No matter which plan you choose, you will still be in the Medicare program. Each plan must provide at least the basic Medicare-covered services, including inpatient hospital care, skilled nursing or rehabilitation services after a hospital stay, certain home health care services, and 80 percent of the costs of doctor services, outpatient hospital services, ambulance transportation, diagnostic tests, laboratory services, some preventive care, outpatient therapy services, and durable medical equipment and supplies.
Medicare Part B usually does not pay for most prescription drugs, routine physical examinations or services not related to treatment of illness or injury.
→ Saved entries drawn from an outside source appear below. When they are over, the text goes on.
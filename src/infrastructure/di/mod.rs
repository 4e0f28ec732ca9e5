//! Dependency injection wiring

pub mod service_container;

pub use service_container::ServiceContainer;
//! Pointer-position classification against a drop target.

use std::fmt;

use crate::domain::hierarchy::NodeId;

/// Edge fraction used for hover feedback previews.
pub const HOVER_EDGE_FRACTION: f64 = 0.2;
/// Edge fraction used for the final drop decision.
pub const DROP_EDGE_FRACTION: f64 = 0.3;

/// A pointer coordinate in viewport space.
#[derive(Debug, Clone, Copy, PartialEq)]
pub struct PointerPos {
    pub x: f64,
    pub y: f64,
}

impl PointerPos {
    pub const fn new(x: f64, y: f64) -> Self {
        Self { x, y }
    }
}

/// Bounding region of a drop target, viewport coordinates.
#[derive(Debug, Clone, Copy, PartialEq)]
pub struct TargetRect {
    pub top: f64,
    pub left: f64,
    pub width: f64,
    pub height: f64,
}

impl TargetRect {
    pub const fn new(top: f64, left: f64, width: f64, height: f64) -> Self {
        Self {
            top,
            left,
            width,
            height,
        }
    }

    pub fn right(&self) -> f64 {
        self.left + self.width
    }

    pub fn bottom(&self) -> f64 {
        self.top + self.height
    }
}

/// The structural operation a pointer gesture resolves to.
#[derive(Debug, Clone, Copy, PartialEq, Eq)]
pub enum Placement {
    /// Insert as the previous sibling of the anchor.
    Before,
    /// Insert as the next sibling of the anchor.
    After,
    /// Append as the last child of the anchor.
    Into,
}

impl Placement {
    /// Short label shown while hovering, before the drop lands.
    pub fn preview_label(&self) -> &'static str {
        match self {
            Placement::Before => "insert before",
            Placement::After => "insert after",
            Placement::Into => "append as child",
        }
    }
}

impl fmt::Display for Placement {
    fn fmt(&self, f: &mut fmt::Formatter<'_>) -> fmt::Result {
        let name = match self {
            Placement::Before => "before",
            Placement::After => "after",
            Placement::Into => "into",
        };
        write!(f, "{name}")
    }
}

/// A placement coupled with the node it is relative to.
///
/// Recomputed on every pointer move and consumed by a reparent.
#[derive(Debug, Clone, PartialEq, Eq)]
pub struct PlacementIntent {
    pub kind: Placement,
    pub anchor: NodeId,
}

impl PlacementIntent {
    pub fn new(kind: Placement, anchor: impl Into<NodeId>) -> Self {
        Self {
            kind,
            anchor: anchor.into(),
        }
    }
}

/// Classifies pointer positions by proximity to a target's edges.
///
/// The edge margins reach `width * fraction` in from the left and right and
/// `height * fraction` in from the top and bottom. Inside a margin the
/// gesture means a sibling insert; the interior means nesting.
#[derive(Debug, Clone, Copy)]
pub struct DropZoneClassifier {
    edge_fraction: f64,
}

impl DropZoneClassifier {
    pub fn new(edge_fraction: f64) -> Self {
        Self { edge_fraction }
    }

    pub fn edge_fraction(&self) -> f64 {
        self.edge_fraction
    }

    /// Resolve a pointer against a target's bounding region.
    ///
    /// Top/left is checked before bottom/right, so a pointer that lands in
    /// both margins of a small target resolves to `Before`. Callers depend
    /// on that tie-break staying put.
    pub fn classify(&self, pointer: PointerPos, rect: TargetRect) -> Placement {
        let margin_x = rect.width * self.edge_fraction;
        let margin_y = rect.height * self.edge_fraction;

        let in_top = pointer.y < rect.top + margin_y;
        let in_bottom = pointer.y > rect.bottom() - margin_y;
        let in_left = pointer.x < rect.left + margin_x;
        let in_right = pointer.x > rect.right() - margin_x;

        if in_top || in_left {
            Placement::Before
        } else if in_bottom || in_right {
            Placement::After
        } else {
            Placement::Into
        }
    }
}

#[cfg(test)]
mod tests {
    use super::*;

    #[test]
    fn given_dead_center_when_classifying_then_placement_is_into() {
        let classifier = DropZoneClassifier::new(DROP_EDGE_FRACTION);
        let rect = TargetRect::new(0.0, 0.0, 100.0, 100.0);

        let placement = classifier.classify(PointerPos::new(50.0, 50.0), rect);

        assert_eq!(placement, Placement::Into);
    }

    #[test]
    fn given_margin_boundary_when_classifying_then_exact_edge_is_exclusive() {
        let classifier = DropZoneClassifier::new(DROP_EDGE_FRACTION);
        let rect = TargetRect::new(0.0, 0.0, 100.0, 100.0);

        // y == top + margin is not inside the top margin.
        let placement = classifier.classify(PointerPos::new(50.0, 30.0), rect);

        assert_eq!(placement, Placement::Into);
    }

    #[test]
    fn given_corner_pointer_when_classifying_then_before_wins_the_tie() {
        let classifier = DropZoneClassifier::new(DROP_EDGE_FRACTION);
        let rect = TargetRect::new(0.0, 0.0, 10.0, 10.0);

        // Bottom-left corner sits in both the left and bottom margins.
        let placement = classifier.classify(PointerPos::new(0.5, 9.5), rect);

        assert_eq!(placement, Placement::Before);
    }
}
use super::*;

use std::collections::HashMap;

fn env_from(pairs: &[(&str, &str)]) -> impl Fn(&str) -> Option<String> {
    let map: HashMap<String, String> = pairs
        .iter()
        .map(|(k, v)| (k.to_string(), v.to_string()))
        .collect();
    move |key| map.get(key).cloned()
}

#[test]
fn defaults_point_at_local_service_without_session() {
    let settings = Settings::default();
    assert_eq!(settings.server_url, "http://127.0.0.1:5001");
    assert_eq!(settings.session_cookie, None);
    assert_eq!(settings.request_timeout, None);
    assert!(settings.stash_path.ends_with("decomposer/stash.json"));
    assert_eq!(settings.presentation.fade, Duration::from_millis(500));
}

#[test]
fn file_values_override_defaults() {
    let mut settings = Settings::default();
    apply_file(
        &mut settings,
        r#"
        server_url = "https://tasks.example.com"
        session_cookie = "session=abc"
        request_timeout_secs = 30
        stash_path = "/tmp/decomposer-stash.json"
        fade_ms = 200

        [presentation.messages]
        empty_task = "Type something first."
        "#,
    )
    .expect("apply");

    assert_eq!(settings.server_url, "https://tasks.example.com");
    assert_eq!(settings.session_cookie.as_deref(), Some("session=abc"));
    assert_eq!(settings.request_timeout, Some(Duration::from_secs(30)));
    assert_eq!(settings.stash_path, PathBuf::from("/tmp/decomposer-stash.json"));
    assert_eq!(settings.presentation.fade, Duration::from_millis(200));
    assert_eq!(settings.presentation.messages.empty_task, "Type something first.");
    assert_eq!(
        settings.presentation.messages.session_expired,
        "Session expired. Please log in."
    );
}

#[test]
fn malformed_file_is_rejected() {
    let mut settings = Settings::default();
    assert!(apply_file(&mut settings, "server_url = [").is_err());
}

#[test]
fn app_prefixed_env_wins_over_plain_env() {
    let mut settings = Settings::default();
    apply_env(
        &mut settings,
        env_from(&[
            ("DECOMPOSER_SERVER_URL", "http://plain:1"),
            ("APP__SERVER_URL", "http://app:2"),
            ("DECOMPOSER_SESSION_COOKIE", "session=env"),
            ("APP__FADE_MS", "750"),
        ]),
    );

    assert_eq!(settings.server_url, "http://app:2");
    assert_eq!(settings.session_cookie.as_deref(), Some("session=env"));
    assert_eq!(settings.presentation.fade, Duration::from_millis(750));
}

#[test]
fn unparsable_numeric_env_values_are_ignored() {
    let mut settings = Settings::default();
    apply_env(
        &mut settings,
        env_from(&[("APP__REQUEST_TIMEOUT_SECS", "soon"), ("APP__FADE_MS", "-1")]),
    );

    assert_eq!(settings.request_timeout, None);
    assert_eq!(settings.presentation.fade, Duration::from_millis(500));
}

#[test]
fn explicit_config_path_must_exist() {
    let dir = tempfile::tempdir().expect("tempdir");
    let missing = dir.path().join("nope.toml");
    let err = load_settings(Some(&missing)).expect_err("must fail");
    assert!(err.to_string().contains("failed to read config file"), "{err}");
}

#[test]
fn explicit_config_path_is_loaded() {
    let dir = tempfile::tempdir().expect("tempdir");
    let path = dir.path().join("decomposer.toml");
    std::fs::write(&path, "stash_path = \"custom/stash.json\"\n").expect("write");

    let settings = load_settings(Some(&path)).expect("load");
    assert_eq!(settings.stash_path, PathBuf::from("custom/stash.json"));
}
It also does not pay for dental care or dentures, cosmetic surgery, routine foot care, hearing aids, eye examinations or eyeglasses.
There is also a $100 annual deductible for Part B and a hospital deductible ($812 in 2002 for each benefit period). A benefit period begins on the first day you receive services as a patient at a hospital or skilled nursing facility and ends after you have been out of the hospital or skilled nursing facility and have not received skilled care in any other facility for 60 days in a row. There is no limit to the number of benefit periods you can have.
Do you need supplemental Medicare insurance, also known as Medigap? These policies are sold by private companies, which are required by law to offer up to 10 choices labeled A through J that provide different levels of benefits. This gives seniors an easy way to compare plans, since the "G" plan offered by one company, for example, must provide exactly the same benefits as another company's "G" plan, even thought the price may differ.
Each supplemental plan is required by law to provide certain core benefits Part A copayment coverage for 365 additional hospital days once Part A coverage ends, the 20 percent copayment for Part B, and the first three pints of blood used each year.
At the H, I and J levels, prescription drug coverage is included. The supplemental plans can cost from $50 to $280 per month in 2002, depending on the coverage level.